# Makefile recipes to reproduce the open-source results reported in
# "BOLT: A Practical Binary Optimizer for Data Centers and Beyond"
# CGO 2019
#
# The open-source workload evaluated on this paper is clang 7. Our goal is
# to demonstrate that building clang with all optimizations, including LTO and
# PGO, still leaves opportunities for a post-link optimizer such as BOLT to do
# a better job at basic block placement and function reordering, significantly
# improving workload performance.
#
# Technical aspects:
#
# You will probably need a machine with at least 64GB RAM. The lower your core
# count, the slower it will be, as this is building a large code base several
# times, which benefits with a higher core count.
#
# These rules are based on the steps described at
#  https://github.com/facebookincubator/BOLT/blob/master/docs/OptimizingClang.md
#
# It is important to adjust NUMCORES to the number of cores in your system as
# it *will* affect results.
#
# Note: This is a regular Makefile. If you want to re-do a step, simply delete
# the rule target or touch one of its prerequisites to be more updated than the
# target.

NUMCORES       := 40
# Smaller if your system doesn't have enough memory to handle several LTO builds
# in parallel
NUMCORESLTO    := 4
TOPLEV         := $(shell pwd)
SOURCES        := $(TOPLEV)/src
BOLTSOURCE     := $(SOURCES)/llvm
BOLT           := $(SOURCES)/install/bin/llvm-bolt
PERF2BOLT      := $(SOURCES)/install/bin/perf2bolt
BENCHMARKS     := $(TOPLEV)/benchmarks
CLANGSOURCE    := $(BENCHMARKS)/llvm
GCCSOURCE      := $(BENCHMARKS)/gcc
CLANGSTAGE1    := $(BENCHMARKS)/stage1/install/bin/clang
CLANGSTAGE2    := $(BENCHMARKS)/stage2/install/bin/clang
PGOPROFILE     := $(BENCHMARKS)/stage2/clang.profdata
CLANGPGO       := $(BENCHMARKS)/clangpgo/install/bin/clang
RAWDATA        := $(BENCHMARKS)/stage2/perf.data
BOLTDATA       := $(BENCHMARKS)/stage2/bolt.fdata
BOLTLOG        := $(TOPLEV)/bolt.log
MEASUREMENTS   := $(TOPLEV)/measurements
COMPARISON     := $(TOPLEV)/comparison.txt
RESULTS        := $(TOPLEV)/results.txt
LOG_TRAIN      := $(TOPLEV)/output_training.txt
USE_NINJA      := true
NUM_EXP        := 3
EXPERIMENTS    := $(shell seq 1 $(NUM_EXP))
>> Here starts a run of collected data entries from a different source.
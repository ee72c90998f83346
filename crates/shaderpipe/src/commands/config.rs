//! Config command - configuration management.

use std::path::PathBuf;

use anyhow::Result;
use clap::{Args, Subcommand};
use serde::Serialize;

use super::Context;

/// Arguments for the config command.
#[derive(Args, Debug)]
pub struct ConfigArgs {
    #[command(subcommand)]
    pub command: ConfigCommand,
}

#[derive(Subcommand, Debug)]
pub enum ConfigCommand {
    /// Show the effective configuration
    Show,

    /// Show which config files are loaded and their precedence
    Which,

    /// Show the user configuration file path
    Path,

    /// Initialize a config file with defaults
    Init {
        /// Create project-local config (./shaderpipe.toml) instead of user config
        #[arg(long)]
        local: bool,
    },
}

/// Run the config command.
pub async fn run(args: ConfigArgs, ctx: &Context) -> Result<()> {
    match args.command {
        ConfigCommand::Show => cmd_show(ctx),
        ConfigCommand::Which => cmd_which(ctx),
        ConfigCommand::Path => cmd_path(),
        ConfigCommand::Init { local } => cmd_init(local),
    }
}

#[derive(Debug, Serialize)]
struct SourceInfo {
    path: PathBuf,
    loaded: bool,
}

fn cmd_show(ctx: &Context) -> Result<()> {
    let loaded = &ctx.loaded;
    let config = &loaded.config;

    if ctx.json_output {
        println!("{}", serde_json::to_string_pretty(config)?);
        return Ok(());
    }

    println!("# shaderpipe Configuration\n");

    let sources = loaded.loaded_from();
    if sources.is_empty() {
        println!("No config files loaded (using defaults)\n");
    } else {
        println!("Config files:");
        for source in &sources {
            println!("  {}", source.display());
        }
        println!();
    }

    let tools = config.tools();
    println!("Tools:");
    match tools.binaries_dir {
        Some(ref dir) => println!("  binaries: {}", dir.display()),
        None => println!("  binaries: (PATH)"),
    }
    println!("  timeout:  {}s", tools.timeout_secs);
    let mut overrides: Vec<_> = tools.executables.iter().collect();
    overrides.sort();
    for (tool, path) in overrides {
        println!("  {:<12} -> {}", tool, path.display());
    }
    let mut versions: Vec<_> = tools.versions.iter().collect();
    versions.sort();
    for (tool, listed) in versions {
        println!("  {:<12} versions: trunk, {}", tool, listed.join(", "));
    }
    println!();

    if let Some(dir) = config.pipelines().dir {
        println!("Pipelines:");
        println!("  dir: {}", dir.display());
        println!();
    }

    let logging = config.logging();
    println!("Logging:");
    println!("  level: {}", logging.level);
    if let Some(ref dir) = logging.file_dir {
        println!("  files: {}", dir.display());
    }
    println!();

    if !loaded.warnings.is_empty() {
        println!("Warnings:");
        for w in &loaded.warnings {
            println!("  ⚠ {}", w);
        }
        println!();
    }

    if ctx.verbose {
        println!("---\nRaw config:\n");
        if let Ok(toml_str) = config.to_toml() {
            println!("{}", toml_str);
        }
    }

    Ok(())
}

fn cmd_which(ctx: &Context) -> Result<()> {
    let loaded = &ctx.loaded;

    if ctx.json_output {
        let sources: Vec<SourceInfo> = loaded
            .sources
            .iter()
            .map(|s| SourceInfo {
                path: s.path.clone(),
                loaded: s.loaded,
            })
            .collect();
        println!("{}", serde_json::to_string_pretty(&sources)?);
        return Ok(());
    }

    println!("Config file search order (later overrides earlier):\n");

    for source in &loaded.sources {
        let status = if source.loaded {
            "✓ loaded"
        } else {
            "· not found"
        };
        println!("  {} {}", status, source.path.display());
    }

    println!();
    let loaded_count = loaded.loaded_from().len();
    if loaded_count == 0 {
        println!("No config files found. Run 'shaderpipe config init' to create one.");
    } else {
        println!("{} config file(s) loaded.", loaded_count);
    }

    Ok(())
}

fn cmd_path() -> Result<()> {
    let path = shaderpipe_config::user_config_path()
        .ok_or_else(|| anyhow::anyhow!("Could not determine config directory"))?;
    println!("{}", path.display());
    Ok(())
}

const TEMPLATE: &str = r#"# shaderpipe Configuration

[tools]
# Directory holding fxc, dxc, glslangValidator, spirv-cross, hlslcc-shim, malioc.
# Unset: executables are looked up on PATH.
# binaries_dir = "/opt/shader-tools/bin"
timeout_secs = 30

# Per-tool executable overrides
# [tools.executables]
# mali = "/opt/arm/mali_offline_compiler/malioc"

# Versions selectable per step with Version=..., besides trunk.
# Each lives at <binaries_dir>/<tool>/<version>/<executable>.
# [tools.versions]
# fxc = ["10.0.10240.16384"]
# mali = ["6.2.0"]

# Named pipelines: one <name>.toml per pipeline
# [pipelines]
# dir = "pipelines"

[logging]
level = "info"
# Daily-rotated JSON logs
# file_dir = "logs"
"#;

fn cmd_init(local: bool) -> Result<()> {
    let path = if local {
        PathBuf::from("shaderpipe.toml")
    } else {
        let dir = shaderpipe_config::user_config_dir()
            .ok_or_else(|| anyhow::anyhow!("Could not determine config directory"))?;
        std::fs::create_dir_all(&dir)?;
        dir.join("config.toml")
    };

    if path.exists() {
        println!("Config file already exists: {}", path.display());
        return Ok(());
    }

    std::fs::write(&path, TEMPLATE)?;
    println!("Created {}", path.display());
    Ok(())
}

#[cfg(test)]
mod tests {
    use shaderpipe_config::ShaderpipeConfig;

    use super::*;

    #[test]
    fn test_template_parses() {
        let config = ShaderpipeConfig::from_toml(TEMPLATE).unwrap();
        assert_eq!(config.tools().timeout_secs, 30);
        assert_eq!(config.logging().level, "info");
        assert!(config.pipelines().dir.is_none());
    }
}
# ============================= PERF OPTIONS ===================================

# Measure task-clock, cycles, instructions, branches, branch misses
PERFCOUNTERS   :=

# Measure dcache, dTLB-load-misses
#PERFCOUNTERS   := -e instructions,L1-dcache-load-misses,dTLB-load-misses

# Measure icache, iTLB-load-misses
#PERFCOUNTERS   := -e instructions,L1-icache-load-misses,iTLB-load-misses

# Measure LLC
#PERFCOUNTERS   := -e cycles,instructions,LLC-load-misses

# ============================= BOLT OPTIONS ===================================

# Full options
BOLTOPTS      := -reorder-blocks=cache+ -reorder-functions=hfsort+ \
-split-functions=3 -split-all-cold -dyno-stats -icf=1 -use-gnu-stack

# Evaluating just BB reorder
#BOLTOPTS      := -reorder-blocks=cache+ -dyno-stats -use-gnu-stack

# Evaluating BB reorder and ICF
#BOLTOPTS       := -reorder-blocks=cache+ -dyno-stats -use-gnu-stack -icf=1

ifeq (true, $(USE_NINJA))
CMAKE          := cmake -G Ninja
MAKE_CMD       := ninja
else
CMAKE          := cmake
MAKE_CMD       := make
endif

# ================================= RULES ======================================

.PHONY: all clean distclean clean_measurements

all: print_results_clangpgo print_results_clangbolt print_results_clangpgobolt

download_sources: $(CLANGSOURCE) $(GCCSOURCE) $(BOLTSOURCE)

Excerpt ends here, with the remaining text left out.